Мерген засопел, опустил взгляд на меня. Ощерился, чуя подставу.
Попадись он мне в моём мире — сразу бы понял, что пора валить с этой милой полянки. Росту-то в нём на европейский манер было — хрен да маленько. Сантиметров сто шестьдесят или сто шестьдесят пять. Этакая вошь в чепчике.
Я засмеялся. Ой, нехорошо это было — подростку ржать над таким вумным дядей. Но кто бы смог удержаться? Столько высокомерия было в красной роже Мергена, украшенной грязными разводами — прямо местечковый Рэмбо.
Я ржал. Засмеялись и молодые барсы: негромко, но очень обидно. Мергену нужно было или как-то суметь отступить с честью, или…
Он не сумел. Взревел, схватился за ножны и… я скользнул под руку с мечом, которым меня намеревались с размаху разрубить пополам.

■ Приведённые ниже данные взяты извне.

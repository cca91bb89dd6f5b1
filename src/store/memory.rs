//! In-process store backed by concurrent maps
//!
//! Mirrors the MongoDB adapter's semantics: unique usernames, emails, key
//! digests and content slugs; soft-deleted API keys; hard-deleted content.
//! Used by the integration tests and by `MEMORY_STORE` dev runs.

use async_trait::async_trait;
use bson::{oid::ObjectId, DateTime};
use dashmap::{mapref::entry::Entry, DashMap};
use std::cmp::Reverse;
use std::sync::atomic::{AtomicBool, Ordering};

use super::{
    ApiKeyOwner, ApiKeyStore, ContentQuery, ContentStore, CredentialStore, Store, StoreError,
    UserStore,
};
use crate::auth::{Principal, Role};
use crate::db::schemas::{ApiKeyDoc, ContentDoc, Metadata, TagDoc, UserDoc};

#[derive(Default)]
pub struct MemoryStore {
    users: DashMap<ObjectId, UserDoc>,
    usernames: DashMap<String, ObjectId>,
    emails: DashMap<String, ObjectId>,

    api_keys: DashMap<ObjectId, ApiKeyDoc>,
    key_hashes: DashMap<String, ObjectId>,

    content: DashMap<ObjectId, ContentDoc>,
    slugs: DashMap<String, ObjectId>,

    tags: DashMap<String, TagDoc>,

    unavailable: AtomicBool,
    fail_touches: AtomicBool,
}

impl MemoryStore {
    pub fn new() -> Self {
        Self::default()
    }

    /// Make every call fail with `Unavailable`, as if the database were down
    pub fn set_unavailable(&self, unavailable: bool) {
        self.unavailable.store(unavailable, Ordering::SeqCst);
    }

    /// Make only `touch_api_key_last_used` fail
    pub fn set_fail_touches(&self, fail: bool) {
        self.fail_touches.store(fail, Ordering::SeqCst);
    }

    fn check(&self) -> Result<(), StoreError> {
        if self.unavailable.load(Ordering::SeqCst) {
            Err(StoreError::Unavailable("memory store marked unavailable".into()))
        } else {
            Ok(())
        }
    }
}

/// Claim a unique value for `id`; fails if another document holds it
fn claim(
    index: &DashMap<String, ObjectId>,
    value: &str,
    id: ObjectId,
    field: &str,
) -> Result<(), StoreError> {
    match index.entry(value.to_string()) {
        Entry::Occupied(existing) if *existing.get() != id => {
            Err(StoreError::Duplicate(field.to_string()))
        }
        Entry::Occupied(_) => Ok(()),
        Entry::Vacant(slot) => {
            slot.insert(id);
            Ok(())
        }
    }
}

fn parse_id(id: &str) -> Option<ObjectId> {
    ObjectId::parse_str(id).ok()
}

fn stamp(metadata: &mut Metadata) {
    let now = DateTime::now();
    metadata.is_deleted = false;
    metadata.created_at = Some(now);
    metadata.updated_at = Some(now);
}

#[async_trait]
impl CredentialStore for MemoryStore {
    async fn find_user_by_id(&self, id: &str) -> Result<Option<Principal>, StoreError> {
        Ok(self.get_user(id).await?.map(|user| user.to_principal()))
    }

    async fn find_api_key_by_hash(&self, digest: &str) -> Result<Option<ApiKeyOwner>, StoreError> {
        self.check()?;

        let Some(key_id) = self.key_hashes.get(digest).map(|id| *id) else {
            return Ok(None);
        };
        let Some(key) = self
            .api_keys
            .get(&key_id)
            .filter(|k| !k.metadata.is_deleted)
            .map(|k| k.value().clone())
        else {
            return Ok(None);
        };
        let Some(owner) = self
            .users
            .get(&key.owner_id)
            .filter(|u| !u.metadata.is_deleted)
            .map(|u| u.to_principal())
        else {
            return Ok(None);
        };

        Ok(Some(ApiKeyOwner {
            key_id: key.id_hex(),
            name: key.name,
            owner,
        }))
    }

    async fn touch_api_key_last_used(&self, key_id: &str) -> Result<(), StoreError> {
        self.check()?;
        if self.fail_touches.load(Ordering::SeqCst) {
            return Err(StoreError::Unavailable("touch rejected".into()));
        }

        if let Some(mut key) = parse_id(key_id).and_then(|id| self.api_keys.get_mut(&id)) {
            key.last_used_at = Some(DateTime::now());
        }
        Ok(())
    }
}

#[async_trait]
impl UserStore for MemoryStore {
    async fn count_users(&self) -> Result<u64, StoreError> {
        self.check()?;
        Ok(self.users.iter().filter(|u| !u.metadata.is_deleted).count() as u64)
    }

    async fn create_user(&self, mut user: UserDoc) -> Result<UserDoc, StoreError> {
        self.check()?;

        let id = ObjectId::new();
        claim(&self.usernames, &user.username, id, "username")?;
        if let Err(e) = claim(&self.emails, &user.email, id, "email") {
            self.usernames.remove(&user.username);
            return Err(e);
        }

        user._id = Some(id);
        stamp(&mut user.metadata);
        self.users.insert(id, user.clone());
        Ok(user)
    }

    async fn get_user(&self, id: &str) -> Result<Option<UserDoc>, StoreError> {
        self.check()?;
        Ok(parse_id(id)
            .and_then(|id| self.users.get(&id).map(|u| u.value().clone()))
            .filter(|u| !u.metadata.is_deleted))
    }

    async fn find_user_by_identifier(
        &self,
        identifier: &str,
    ) -> Result<Option<UserDoc>, StoreError> {
        self.check()?;

        let needle = identifier.trim().to_lowercase();
        let id = self
            .usernames
            .get(&needle)
            .or_else(|| self.emails.get(&needle))
            .map(|id| *id);

        Ok(id
            .and_then(|id| self.users.get(&id).map(|u| u.value().clone()))
            .filter(|u| !u.metadata.is_deleted))
    }

    async fn list_users(&self) -> Result<Vec<UserDoc>, StoreError> {
        self.check()?;

        let mut users: Vec<UserDoc> = self
            .users
            .iter()
            .filter(|u| !u.metadata.is_deleted)
            .map(|u| u.value().clone())
            .collect();
        users.sort_by_key(|u| u._id);
        Ok(users)
    }

    async fn set_user_role(&self, id: &str, role: Role) -> Result<Option<UserDoc>, StoreError> {
        self.check()?;

        let Some(mut user) = parse_id(id).and_then(|id| self.users.get_mut(&id)) else {
            return Ok(None);
        };
        if user.metadata.is_deleted {
            return Ok(None);
        }
        user.role = role;
        user.metadata.touch();
        Ok(Some(user.value().clone()))
    }
}

#[async_trait]
impl ApiKeyStore for MemoryStore {
    async fn insert_api_key(&self, mut key: ApiKeyDoc) -> Result<ApiKeyDoc, StoreError> {
        self.check()?;

        let id = ObjectId::new();
        claim(&self.key_hashes, &key.key_hash, id, "key_hash")?;

        key._id = Some(id);
        stamp(&mut key.metadata);
        self.api_keys.insert(id, key.clone());
        Ok(key)
    }

    async fn list_api_keys(&self, owner_id: &str) -> Result<Vec<ApiKeyDoc>, StoreError> {
        self.check()?;

        let Some(owner) = parse_id(owner_id) else {
            return Ok(Vec::new());
        };
        let mut keys: Vec<ApiKeyDoc> = self
            .api_keys
            .iter()
            .filter(|k| k.owner_id == owner && !k.metadata.is_deleted)
            .map(|k| k.value().clone())
            .collect();
        keys.sort_by_key(|k| k._id);
        Ok(keys)
    }

    async fn delete_api_key(&self, key_id: &str, owner_id: &str) -> Result<bool, StoreError> {
        self.check()?;

        let (Some(key_id), Some(owner)) = (parse_id(key_id), parse_id(owner_id)) else {
            return Ok(false);
        };
        match self.api_keys.get_mut(&key_id) {
            Some(mut key) if key.owner_id == owner && !key.metadata.is_deleted => {
                let now = DateTime::now();
                key.metadata.is_deleted = true;
                key.metadata.deleted_at = Some(now);
                key.metadata.updated_at = Some(now);
                Ok(true)
            }
            _ => Ok(false),
        }
    }
}

#[async_trait]
impl ContentStore for MemoryStore {
    async fn insert_content(&self, mut content: ContentDoc) -> Result<ContentDoc, StoreError> {
        self.check()?;

        let id = ObjectId::new();
        claim(&self.slugs, &content.slug, id, "slug")?;

        content._id = Some(id);
        stamp(&mut content.metadata);
        self.content.insert(id, content.clone());
        Ok(content)
    }

    async fn get_content(&self, id: &str) -> Result<Option<ContentDoc>, StoreError> {
        self.check()?;
        Ok(parse_id(id).and_then(|id| self.content.get(&id).map(|c| c.value().clone())))
    }

    async fn find_content_by_slug(&self, slug: &str) -> Result<Option<ContentDoc>, StoreError> {
        self.check()?;
        Ok(self
            .slugs
            .get(slug)
            .map(|id| *id)
            .and_then(|id| self.content.get(&id).map(|c| c.value().clone())))
    }

    async fn replace_content(&self, mut content: ContentDoc) -> Result<bool, StoreError> {
        self.check()?;

        let Some(id) = content._id else {
            return Ok(false);
        };
        let Some(previous_slug) = self.content.get(&id).map(|c| c.slug.clone()) else {
            return Ok(false);
        };

        if previous_slug != content.slug {
            claim(&self.slugs, &content.slug, id, "slug")?;
            self.slugs.remove(&previous_slug);
        }

        content.metadata.touch();
        self.content.insert(id, content);
        Ok(true)
    }

    async fn delete_content(&self, id: &str) -> Result<bool, StoreError> {
        self.check()?;

        match parse_id(id).and_then(|id| self.content.remove(&id)) {
            Some((_, removed)) => {
                self.slugs.remove(&removed.slug);
                Ok(true)
            }
            None => Ok(false),
        }
    }

    async fn list_published(&self, query: &ContentQuery) -> Result<Vec<ContentDoc>, StoreError> {
        self.check()?;

        let mut items: Vec<ContentDoc> = self
            .content
            .iter()
            .filter(|c| c.is_published())
            .filter(|c| query.tag.as_ref().is_none_or(|tag| c.tags.contains(tag)))
            .filter(|c| query.text.as_deref().is_none_or(|text| c.matches_text(text)))
            .map(|c| c.value().clone())
            .collect();

        items.sort_by_key(|c| Reverse((c.published_at, c._id)));

        Ok(items
            .into_iter()
            .skip(query.offset as usize)
            .take(query.limit as usize)
            .collect())
    }

    async fn upsert_tags(&self, tags: &[TagDoc]) -> Result<(), StoreError> {
        self.check()?;

        for tag in tags {
            self.tags.entry(tag.slug.clone()).or_insert_with(|| {
                let mut tag = tag.clone();
                tag._id = Some(ObjectId::new());
                stamp(&mut tag.metadata);
                tag
            });
        }
        Ok(())
    }

    async fn list_tags(&self) -> Result<Vec<TagDoc>, StoreError> {
        self.check()?;

        let mut tags: Vec<TagDoc> = self.tags.iter().map(|t| t.value().clone()).collect();
        tags.sort_by(|a, b| a.name.to_lowercase().cmp(&b.name.to_lowercase()));
        Ok(tags)
    }
}

impl Store for MemoryStore {
    fn backend(&self) -> &'static str {
        "memory"
    }
}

Удар был такой же прямолинейный, как и всё, что я тут уже видел: безо всяких финтов и обманок. Словно я не мог ни уклониться, ни отпрыгнуть в сторону. Странно.
Мерген, конечно, не удержал равновесия: пролетел мимо меня и чуть не грохнулся во второй раз.
Барсы захохотали уже во всю мощь молодых глоток, а из крайнего аила вышел Ичин и стал с интересом наблюдать за нашим поединком.
Убивать Мергена я не планировал, хотел проучить как следует. Потому и смеялся — выводил из себя. Были у меня подозрения, что барсы — сильно горячие, и от возраста эта черта не зависит.
Камай был достаточно хорошим фехтовальщиком для воспитательного мероприятия, а я знал много приёмов айкидо, где вес и сила противника — ему же в минус.
В сумме это делало из поединка цирковой номер. И спасало Мергена лишь то, что я ещё не очень освоился с телесной памятью Камая. Иначе устроил бы ему форменное избиение мечом плашмя по причинным местам.
Мерген бросался на меня, как бык на красную тряпку. Камай проводил приём, а я делал обманное движение, сбивал с ног.